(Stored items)
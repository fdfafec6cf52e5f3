//! SPIR-V binaries supplied to materials.

use std::path::{Path, PathBuf};

use vkr_core::config::ShaderConfig;
use vkr_core::{Error, Result};

/// Programmable stages a material needs.
#[derive(Clone, Copy, Debug, PartialEq, Eq)]
pub enum ShaderStage {
    Vertex,
    Fragment,
}

/// Reads a SPIR-V file and checks that it is a whole number of words.
pub fn load_spirv(path: impl AsRef<Path>) -> Result<Vec<u8>> {
    let path = path.as_ref();
    let bytes = std::fs::read(path)?;
    if bytes.is_empty() || !bytes.len().is_multiple_of(4) {
        return Err(Error::Shader(format!(
            "{} is not SPIR-V: {} bytes",
            path.display(),
            bytes.len()
        )));
    }
    tracing::debug!("Loaded shader {} ({} bytes)", path.display(), bytes.len());
    Ok(bytes)
}

/// Shader files on disk, one per stage.
#[derive(Clone, Debug)]
pub struct ShaderLibrary {
    vertex: PathBuf,
    fragment: PathBuf,
}

impl ShaderLibrary {
    pub fn new(config: &ShaderConfig) -> Self {
        Self {
            vertex: config.vertex.clone(),
            fragment: config.fragment.clone(),
        }
    }

    pub fn path(&self, stage: ShaderStage) -> &Path {
        match stage {
            ShaderStage::Vertex => &self.vertex,
            ShaderStage::Fragment => &self.fragment,
        }
    }

    /// SPIR-V for `stage`.
    pub fn binary(&self, stage: ShaderStage) -> Result<Vec<u8>> {
        load_spirv(self.path(stage))
    }
}

#[cfg(test)]
mod tests {
    use std::io::Write;

    use super::*;

    fn spirv_file(bytes: &[u8]) -> tempfile::NamedTempFile {
        let mut file = tempfile::NamedTempFile::new().unwrap();
        file.write_all(bytes).unwrap();
        file
    }

    #[test]
    fn test_load_spirv() {
        let file = spirv_file(&[0x03, 0x02, 0x23, 0x07, 0, 0, 1, 0]);
        assert_eq!(load_spirv(file.path()).unwrap().len(), 8);
    }

    #[test]
    fn test_misaligned_spirv_rejected() {
        let file = spirv_file(&[1, 2, 3]);
        assert!(matches!(load_spirv(file.path()), Err(Error::Shader(_))));
    }

    #[test]
    fn test_missing_file_is_io_error() {
        let result = load_spirv("does/not/exist.spv");
        assert!(matches!(result, Err(Error::Io(_))));
    }

    #[test]
    fn test_library_maps_stages() {
        let vertex = spirv_file(&[0; 4]);
        let fragment = spirv_file(&[0; 8]);
        let library = ShaderLibrary::new(&ShaderConfig {
            vertex: vertex.path().to_path_buf(),
            fragment: fragment.path().to_path_buf(),
        });
        assert_eq!(library.binary(ShaderStage::Vertex).unwrap().len(), 4);
        assert_eq!(library.binary(ShaderStage::Fragment).unwrap().len(), 8);
    }
}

Aim of the exercise:
The lines to extract from the data above begin with the line containing "supplied to materials." and end with the line containing "pub struct ShaderLibrary". Extract them exactly, including both.

Result:
//! SPIR-V binaries supplied to materials.

use std::path::{Path, PathBuf};

use vkr_core::config::ShaderConfig;
use vkr_core::{Error, Result};

/// Programmable stages a material needs.
#[derive(Clone, Copy, Debug, PartialEq, Eq)]
pub enum ShaderStage {
    Vertex,
    Fragment,
}

/// Reads a SPIR-V file and checks that it is a whole number of words.
pub fn load_spirv(path: impl AsRef<Path>) -> Result<Vec<u8>> {
    let path = path.as_ref();
    let bytes = std::fs::read(path)?;
    if bytes.is_empty() || !bytes.len().is_multiple_of(4) {
        return Err(Error::Shader(format!(
            "{} is not SPIR-V: {} bytes",
            path.display(),
            bytes.len()
        )));
    }
    tracing::debug!("Loaded shader {} ({} bytes)", path.display(), bytes.len());
    Ok(bytes)
}

/// Shader files on disk, one per stage.
#[derive(Clone, Debug)]
pub struct ShaderLibrary {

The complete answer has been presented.